By Alex Tisthammer
Garden refuges serving as calming environments date back as far as 2000 BC in Mesopotamia. Persians in 500 BC created gardens that were arranged harmoniously, had calming water features, and were centered around satisfying all the senses. Not only is being in nature enjoyable, but it also can improve many aspects of mental health, concentration, and focus. During the height of the COVID pandemic, many (including myself) sought refuge in their backyards, wanting to create spaces to retreat to that might alleviate some of the immense stress that was going on in the outside world.
“When the world wearies and society fails to satisfy, there is always the garden”
– Minnie Aumonier
It comes as no surprise that horticulture therapy has been shown to have a myriad of benefits even beyond mental health. It can help with developing motor skills, deeper concentration, stamina, hand-eye coordination, and a sense of independence and control. Depending on who the therapeutic garden is for, it can be as specific or as vague as it needs to be. It can simply be a calming environment for you to escape to at the end of the day, or a garden specifically for people with disabilities. Therapeutic gardens are designed to meet the particular needs of a specific patient population. There are several different types of therapeutic gardens. Sensory gardens, healing/restorative gardens, enabling gardens, and rehabilitation gardens. In many cases these different types can intertwine and merge to meet multiple needs.

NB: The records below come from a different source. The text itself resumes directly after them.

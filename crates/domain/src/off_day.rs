use crate::{schedule_form::ScheduleValidationError, time_of_day::TimeOfDay};
use chrono::{DateTime, FixedOffset, NaiveDate, Offset, TimeZone};
use chrono_tz::Tz;
use serde::{Deserialize, Serialize};

#[derive(Debug, Clone, Copy, PartialEq, Eq, Serialize, Deserialize)]
#[serde(rename_all = "UPPERCASE")]
pub enum OffDayScope {
    /// The court is closed for the whole day
    Full,
    /// The court is closed for part of its operating hours
    Partial,
}

impl Default for OffDayScope {
    fn default() -> Self {
        Self::Full
    }
}

/// Inclusive range of calendar days
#[derive(Debug, Clone, Copy, PartialEq, Eq)]
pub struct DateRange {
    from: NaiveDate,
    to: NaiveDate,
}

impl DateRange {
    pub fn new(from: NaiveDate, to: NaiveDate) -> Option<Self> {
        if to < from {
            return None;
        }
        Some(Self { from, to })
    }

    pub fn single_day(date: NaiveDate) -> Self {
        Self {
            from: date,
            to: date,
        }
    }

    pub fn from(&self) -> NaiveDate {
        self.from
    }

    pub fn to(&self) -> NaiveDate {
        self.to
    }
}

/// A blackout window layered on top of the weekly court schedule
#[derive(Debug, Clone, PartialEq, Eq, Serialize, Deserialize)]
#[serde(rename_all = "camelCase")]
pub struct OffDayException {
    start_datetime: DateTime<FixedOffset>,
    end_datetime: DateTime<FixedOffset>,
    scope: OffDayScope,
}

impl OffDayException {
    pub fn new(
        start_datetime: DateTime<FixedOffset>,
        end_datetime: DateTime<FixedOffset>,
        scope: OffDayScope,
    ) -> Result<Self, ScheduleValidationError> {
        if start_datetime >= end_datetime {
            return Err(ScheduleValidationError::StartNotBeforeEnd);
        }
        Ok(Self {
            start_datetime,
            end_datetime,
            scope,
        })
    }

    /// Combines the range with start and end times of day in the court timezone
    pub fn from_range(
        range: &DateRange,
        start: TimeOfDay,
        end: TimeOfDay,
        scope: OffDayScope,
        tz: &Tz,
    ) -> Result<Self, ScheduleValidationError> {
        let start_datetime = localize(range.from(), start, tz)?;
        let end_datetime = localize(range.to(), end, tz)?;
        Self::new(start_datetime, end_datetime, scope)
    }

    pub fn start_datetime(&self) -> &DateTime<FixedOffset> {
        &self.start_datetime
    }

    pub fn end_datetime(&self) -> &DateTime<FixedOffset> {
        &self.end_datetime
    }

    pub fn scope(&self) -> OffDayScope {
        self.scope
    }
}

/// Resolves a wall clock date and time in `tz` to a fixed offset timestamp.
/// Ambiguous local times (DST fall back) resolve to the earliest instant.
pub fn localize(
    date: NaiveDate,
    time: TimeOfDay,
    tz: &Tz,
) -> Result<DateTime<FixedOffset>, ScheduleValidationError> {
    let nonexistent = || ScheduleValidationError::NonexistentLocalTime {
        datetime: format!("{} {}", date, time),
        timezone: tz.name().to_string(),
    };

    let naive = date
        .and_hms_opt(time.hours(), time.minutes(), 0)
        .ok_or_else(nonexistent)?;
    let local = tz
        .from_local_datetime(&naive)
        .earliest()
        .ok_or_else(nonexistent)?;
    Ok(local.with_timezone(&local.offset().fix()))
}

A sensory garden is pleasing and stimulating to various senses. Plants that are medicinal or edible are very commonly incorporated because they often stimulate more than one sense. We have a couple of wonderful sensory gardens not too far from home, one at The Gardens on Spring Creek and another at the Denver Botanical Gardens. Gardens on Spring Creek’s Fragrance Garden is designed to highlight plants that are aromatic, either their flowers or foliage. The raised bed format makes it more easily enjoyed by people of all abilities. DBG’s sensory garden is centered on providing an immersive area where visitors can interact with plants in a calming environment and promotes health and wellbeing through sensory engagement. The area is also where the Gardens hold therapeutic workshops and activities.
Healing and restorative gardens are synonymous with each other. These gardens help reduce stress, relieve symptoms, improve wellbeing, and provide a sense of hopefulness. If you are interested in creating one of these gardens for yourself or for a loved one, it should be in an environment that is somewhat quiet, somewhere that feels like you’re away from the stress of everyday life. A water feature is often used for a pleasant background noise. Plant grasses, shrubs, trees and perennials that benefit the person experiencing the garden as well as the creatures that will inhabit it. Grasses provide food and shelter for pollinators and are calming to look at and listen to when the leaves sway in the breeze. Shrubs like elderberries and serviceberries are excellent food sources for birds. Asters, penstemon, and salvia are great for butterflies, hummingbirds, and bees. Plants that bring back fond memories through touch, taste, or smell are wonderful for people with Alzheimer’s or other forms of dementia.
Another approach to therapeutic spaces is creating enabling gardens. These are created to be adaptive to people of all ages and abilities. This includes having handicapped-accessible pathways and entrances, an easy to navigate (usually circular) layout, planter boxes and potting benches of various heights to allow access for everyone, and adaptive tools kept in an easy access tool shed. Providing shady areas to sit and enjoy the garden is also very important for those that choose to enjoy the garden in a more secluded setting. This is another situation where sensory plants are used. For example, visually appealing plants are good for some but for the visually impaired it’s important to have plants that are enjoyable to touch and smell.
Rehabilitation gardens are designed to be an extension of the therapies and services that are offered in the hospitals or rehabilitation centers where the gardens are located. Walking along pathways, steps and using benches are furthering the rehab process in a more relaxed and enjoyable setting than inside the hospital. In Sweden these types of gardens were developed for people with stress disorders like burnout and fatigue, the most common cause of sick leave in the country since the 1990’s. A study of one of these gardens showed that asking patients to do activities related to nature and seeing the metaphors about life within gardening (raking leaves, sowing seeds, weeding, etc) enhanced the progress of more traditional therapies.
There are a variety of different therapeutic gardens that can be created for a variety of different people. You can create something for yourself or a loved one with any space you have, whether it be a few potted herbs on a patio or a whole landscape to enjoy and heal in. Create something that you can find joy in and connect with the outside world.
“The lesson I have thoroughly learned, and wish to pass on to others, is to know the enduring happiness that the love a garden gives.”